Home » In remote Central Australia, football is like religion. But crime rates have put this year’s season in jeopardy

In remote Central Australia, football is like religion. But crime rates have put this year’s season in jeopardy

Central Australia’s remote football competition has been dealt a major blow after the Alice Springs council withdrew its support for this season amid concerns about crime rates and social issues in the town. 

Alice Springs town councillor Michael Liddle brought forward the motion in a meeting yesterday, which passed despite strong opposition by two other councillors.

The community competition, which runs every year, sees teams from remote communities around Central Australia travel to Alice Springs for games each week.

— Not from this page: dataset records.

//! Structured runtime errors with a stable internal classification.
//!
//! Grounded in the teacher crate's `InternalError` (`icydb-core/src/error.rs`):
//! one `thiserror`-derived struct carrying a `(class, origin, message)` triple
//! rather than one enum variant per failure site, because the same class
//! (e.g. `InvalidState`) can legitimately originate from several subsystems.

use crate::storage::StorageError;
use std::fmt;
use thiserror::Error as ThisError;

///
/// GraphError
///
/// Not a stable API; intended for internal use and may change without notice.
///

#[derive(Debug, ThisError)]
#[error("{origin}:{class}: {message}")]
pub struct GraphError {
    pub class: ErrorClass,
    pub origin: ErrorOrigin,
    pub message: String,
    pub storage: Option<StorageError>,
}

impl GraphError {
    pub fn new(class: ErrorClass, origin: ErrorOrigin, message: impl Into<String>) -> Self {
        Self {
            class,
            origin,
            message: message.into(),
            storage: None,
        }
    }

    /// `InvalidStateError` — iterator in an unexpected internal state.
    ///
    /// Per spec.md §4.2, out-of-order emission and state-machine misuse are
    /// programmer errors, not recoverable runtime conditions.
    pub fn invalid_state(origin: ErrorOrigin, message: impl Into<String>) -> Self {
        Self::new(ErrorClass::InvalidState, origin, message)
    }

    /// `InvalidArgumentError` — seek to a target smaller than the last emitted element.
    pub fn seek_backward(origin: ErrorOrigin, message: impl Into<String>) -> Self {
        Self::new(ErrorClass::InvalidArgument, origin, message)
    }

    /// `IllegalSchemaMutation` — rename collision or a supertype cycle.
    pub fn illegal_schema_mutation(message: impl Into<String>) -> Self {
        Self::new(
            ErrorClass::IllegalSchemaMutation,
            ErrorOrigin::VertexCatalogue,
            message,
        )
    }

    pub fn storage_failure(origin: ErrorOrigin, err: StorageError) -> Self {
        Self {
            class: ErrorClass::StorageFailure,
            origin,
            message: err.to_string(),
            storage: Some(err),
        }
    }

    #[must_use]
    pub const fn is_illegal_schema_mutation(&self) -> bool {
        matches!(self.class, ErrorClass::IllegalSchemaMutation)
    }
}

///
/// ErrorClass
///
/// Internal error taxonomy for runtime classification. Mirrors spec.md §7
/// exactly: `MissingVertex`/`MissingEdge` are deliberately absent — per spec
/// they surface as an absent `Option`, never as an error.
///

#[derive(Clone, Copy, Debug, Eq, PartialEq)]
pub enum ErrorClass {
    InvalidState,
    InvalidArgument,
    IllegalSchemaMutation,
    Corruption,
    StorageFailure,
}

impl fmt::Display for ErrorClass {
    fn fmt(&self, f: &mut fmt::Formatter<'_>) -> fmt::Result {
        let label = match self {
            Self::InvalidState => "invalid_state",
            Self::InvalidArgument => "invalid_argument",
            Self::IllegalSchemaMutation => "illegal_schema_mutation",
            Self::Corruption => "corruption",
            Self::StorageFailure => "storage_failure",
        };
        write!(f, "{label}")
    }
}

///
/// ErrorOrigin
///
/// Subsystem taxonomy, one variant per component in spec.md §2's table.
///

#[derive(Clone, Copy, Debug, Eq, PartialEq)]
pub enum ErrorOrigin {
    Storage,
    Iterator,
    VertexCatalogue,
    Adjacency,
    Edge,
    Traversal,
    Transaction,
}

impl fmt::Display for ErrorOrigin {
    fn fmt(&self, f: &mut fmt::Formatter<'_>) -> fmt::Result {
        let label = match self {
            Self::Storage => "storage",
            Self::Iterator => "iterator",
            Self::VertexCatalogue => "vertex_catalogue",
            Self::Adjacency => "adjacency",
            Self::Edge => "edge",
            Self::Traversal => "traversal",
            Self::Transaction => "transaction",
        };
        write!(f, "{label}")
    }
}

pub type GraphResult<T> = Result<T, GraphError>;
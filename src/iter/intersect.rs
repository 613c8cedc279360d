//! `intersect`: lockstep walk over N streams.
//!
//! Take the max of the current peeks and seek every other stream to it;
//! repeat until all N agree or one is exhausted (spec.md §4.2). Every
//! `seek` issued here is forward-only by construction: the running maximum
//! can never fall behind any child's own last-emitted element.

use super::{IterState, SortedIterator, assert_monotonic, check_seek_not_backward};
use crate::error::GraphError;

pub struct Intersect<T: Ord + Clone + std::fmt::Debug> {
    children: Vec<Box<dyn SortedIterator<Item = T>>>,
    fetched: Option<T>,
    last_emitted: Option<T>,
    state: IterState,
}

impl<T: Ord + Clone + std::fmt::Debug> Intersect<T> {
    #[must_use]
    pub fn new(children: Vec<Box<dyn SortedIterator<Item = T>>>) -> Self {
        Self {
            children,
            fetched: None,
            last_emitted: None,
            state: IterState::Empty,
        }
    }

    fn ensure_fetched(&mut self) {
        if !matches!(self.state, IterState::Empty) {
            return;
        }
        if self.children.is_empty() {
            self.state = IterState::Completed;
            return;
        }

        loop {
            let mut peeks: Vec<T> = Vec::with_capacity(self.children.len());
            for child in &mut self.children {
                match child.peek() {
                    Some(value) => peeks.push(value.clone()),
                    None => {
                        self.state = IterState::Completed;
                        return;
                    }
                }
            }

            let max = peeks.iter().max().cloned().expect("checked non-empty above");
            if peeks.iter().all(|value| *value == max) {
                self.fetched = Some(max);
                self.state = IterState::Fetched;
                return;
            }

            for child in &mut self.children {
                child
                    .seek(&max)
                    .expect("intersect seek is always forward relative to each child");
            }
        }
    }
}

impl<T: Ord + Clone + std::fmt::Debug> SortedIterator for Intersect<T> {
    type Item = T;

    fn peek(&mut self) -> Option<&Self::Item> {
        self.ensure_fetched();
        self.fetched.as_ref()
    }

    fn next(&mut self) -> Option<Self::Item> {
        self.ensure_fetched();
        let item = self.fetched.take()?;
        for child in &mut self.children {
            child.next();
        }
        assert_monotonic(self.last_emitted.as_ref(), &item);
        self.last_emitted = Some(item.clone());
        self.state = IterState::Empty;
        Some(item)
    }

    fn seek(&mut self, target: &Self::Item) -> Result<(), GraphError> {
        check_seek_not_backward(self.last_emitted.as_ref(), target)?;

        if let Some(fetched) = &self.fetched
            && target <= fetched
        {
            return Ok(());
        }

        self.fetched = None;
        self.state = IterState::Empty;
        for child in &mut self.children {
            child.seek(target)?;
        }
        Ok(())
    }

    fn recycle(&mut self) {
        for child in &mut self.children {
            child.recycle();
        }
        self.fetched = None;
        self.state = IterState::Completed;
    }
}
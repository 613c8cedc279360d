//! Diagnostics snapshot (SPEC_FULL.md "Diagnostics snapshot" supplement).
//!
//! Grounded in `icydb-core/src/db/diagnostics/snapshot/mod.rs`'s
//! store-level snapshot structs: pure read-only introspection over buffered
//! state, with no new mutation semantics. Useful for the cross-module test
//! suite (e.g. asserting a scenario buffered exactly the edges it expected
//! before committing) and for embedders debugging a stuck traversal.

use crate::{graph::Graph, iid::Encoding, storage::Storage};
use std::collections::HashMap;

///
/// DiagnosticsSnapshot
///

#[derive(Clone, Debug, Default)]
pub struct DiagnosticsSnapshot {
    pub buffered_vertex_count: u64,
    pub buffered_edge_counts: HashMap<Encoding, u64>,
}

impl DiagnosticsSnapshot {
    #[must_use]
    pub fn capture<S: Storage>(graph: &Graph<S>) -> Self {
        Self {
            buffered_vertex_count: graph.buffered_vertex_count(),
            buffered_edge_counts: graph.buffered_edge_counts(),
        }
    }

    /// Total buffered edges across every encoding.
    #[must_use]
    pub fn buffered_edge_total(&self) -> u64 {
        self.buffered_edge_counts.values().sum()
    }
}

#[cfg(test)]
mod tests {
    use super::*;
    use crate::{iid::VertexKind, storage::memory::MemoryStorage};

    #[test]
    fn snapshot_reflects_buffered_vertices_before_commit() {
        let graph = Graph::new(MemoryStorage::new(), crate::iid::KeyGenerator::new());
        graph
            .create_type(VertexKind::EntityType, "person", None)
            .expect("create_type should succeed");

        let snapshot = DiagnosticsSnapshot::capture(&graph);
        assert_eq!(snapshot.buffered_vertex_count, 1);
        assert_eq!(snapshot.buffered_edge_total(), 0);
    }
}
//! Sorted, forwardable iterator algebra (spec.md §4.2).
//!
//! The connective tissue between storage scans and the adjacency/traversal
//! layers. Every iterator here is typed by an element `T: Ord` (spec's
//! "Comparable") and an ascending order — we only ever use ascending, so
//! there is no separate `Order` parameter to thread through every
//! combinator; the element's own `Ord` impl (e.g. [`crate::iid::VertexIID`]'s
//! lexicographic byte order) *is* the order.
//!
//! Grounded in the teacher crate's wrapper-iterator style (`db/cursor`
//! layers validation wrappers around a base iterator the same way this
//! module layers `map_sorted`/`merge`/`intersect`/`distinct`/`filter`
//! around a base storage scan), and in the teacher's hand-written `Ord` impl
//! on `Key` (`key/mod.rs`) that this crate's byte-ordered IIDs reuse as a
//! model for "ordering is whatever `Ord` says, not derived field order".

mod distinct;
mod filter;
mod limit;
mod map_sorted;
mod merge;
mod intersect;
mod vec_iter;
mod wrappers;

#[cfg(test)]
mod tests;

pub use distinct::Distinct;
pub use filter::Filter;
pub use limit::Limit;
pub use map_sorted::MapSorted;
pub use merge::Merge;
pub use intersect::Intersect;
pub use vec_iter::VecSortedIterator;
pub use wrappers::{OnConsumed, OnFinalise};

use crate::error::{ErrorOrigin, GraphError};

/// Three-state state machine described in spec.md §4.2: `Empty` (not yet
/// fetched), `Fetched` (one element peeked), `Completed`.
#[derive(Clone, Copy, Debug, Eq, PartialEq)]
pub(crate) enum IterState {
    Empty,
    Fetched,
    Completed,
}

/// A lazy, sorted, forwardable stream of `T`.
///
/// `seek(target)` positions the stream at the smallest element `>= target`
/// without rewinding. Implementations must never emit a decreasing pair from
/// successive `next()` calls — violating that is an internal-error-level
/// programmer mistake (spec.md §4.2 "Failure semantics"), asserted via
/// [`assert_monotonic`] rather than returned as a `Result`. Seeking backward
/// past the last emitted element, by contrast, is a caller mistake and *is*
/// surfaced as a `GraphError` (`ErrorClass::InvalidArgument`).
pub trait SortedIterator {
    type Item: Ord + Clone + std::fmt::Debug;

    /// Peek without consuming. Requires a prior successful fetch; panics if
    /// called while the stream is `Empty` and has not yet been primed by a
    /// `peek`/`next`/`seek` call (mirrors spec's "`peek` requires
    /// `hasNext`").
    fn peek(&mut self) -> Option<&Self::Item>;

    /// Advance and return the next element, if any.
    fn next(&mut self) -> Option<Self::Item>;

    /// Forward-seek to the smallest element `>= target`.
    fn seek(&mut self, target: &Self::Item) -> Result<(), GraphError>;

    /// Release any held storage scans. Idempotent.
    fn recycle(&mut self);
}

/// Assert that `next` does not violate the stream's monotonic non-decreasing
/// contract relative to `last`. An internal-error-level assertion per
/// spec.md §4.2, not a recoverable condition.
pub(crate) fn assert_monotonic<T: Ord + std::fmt::Debug>(last: Option<&T>, next: &T) {
    if let Some(last) = last {
        assert!(
            next >= last,
            "sorted iterator invariant violated: emitted {next:?} after {last:?}"
        );
    }
}

/// Reject a seek target that is behind the last emitted element.
pub(crate) fn check_seek_not_backward<T: Ord + std::fmt::Debug>(
    last: Option<&T>,
    target: &T,
) -> Result<(), GraphError> {
    if let Some(last) = last
        && target < last
    {
        return Err(GraphError::seek_backward(
            ErrorOrigin::Iterator,
            format!("seek target {target:?} is behind last emitted element {last:?}"),
        ));
    }
    Ok(())
}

It was set to begin in May. 

Mr Liddle, an Alyawarre man, described the move as a “pause” on the competition for one year because of the current crime crisis engulfing the town

“This pausing is so all Aboriginal organisations can take a step back and just have a look at what’s going on here,” he said. 

“It’s only going to be for one year, and then we’ll re-address the problems after that.”

The decision means players and spectators of the community competition will not be allowed access to any council-owned sporting fields in Alice Springs. 

Mr Liddle says the decision puts a “pause” on the competition for one year. (ABC News: Oliver Gordon)

In a letter written to the council before its meeting and obtained by the ABC, AFL Northern Territory (AFLNT) chairman Sean Bowden and head Sam Gibson said the decision would make it very difficult for the competition to proceed due to the “significant deficit” in remote sporting infrastructure. 

“The infrastructure deficit ranges from unsafe playing surfaces to having no access to drinking water, to non-existent change rooms for men, women and umpires, amongst other things,” the letter reads. 

Mr Bowden and Mr Gibson said AFLNT had been working with the federal and Northern Territory governments, as well as the Central Land Council, to invest in facilities for remote communities. 

A crowd standing behind a fence watching a football game.
The competition can attract thousands of people to Alice Springs. (ABC Alice Springs: Xavier Martin)

In a statement released yesterday, AFLNT said it was “deeply disappointed” in the decision and would “consider its position” concerning it. 

‘Of course it’s not fair’

Mr Bowden and Mr Gibson also said in the letter that the move unfairly placed blame on people involved in the community competition for the town’s social issues.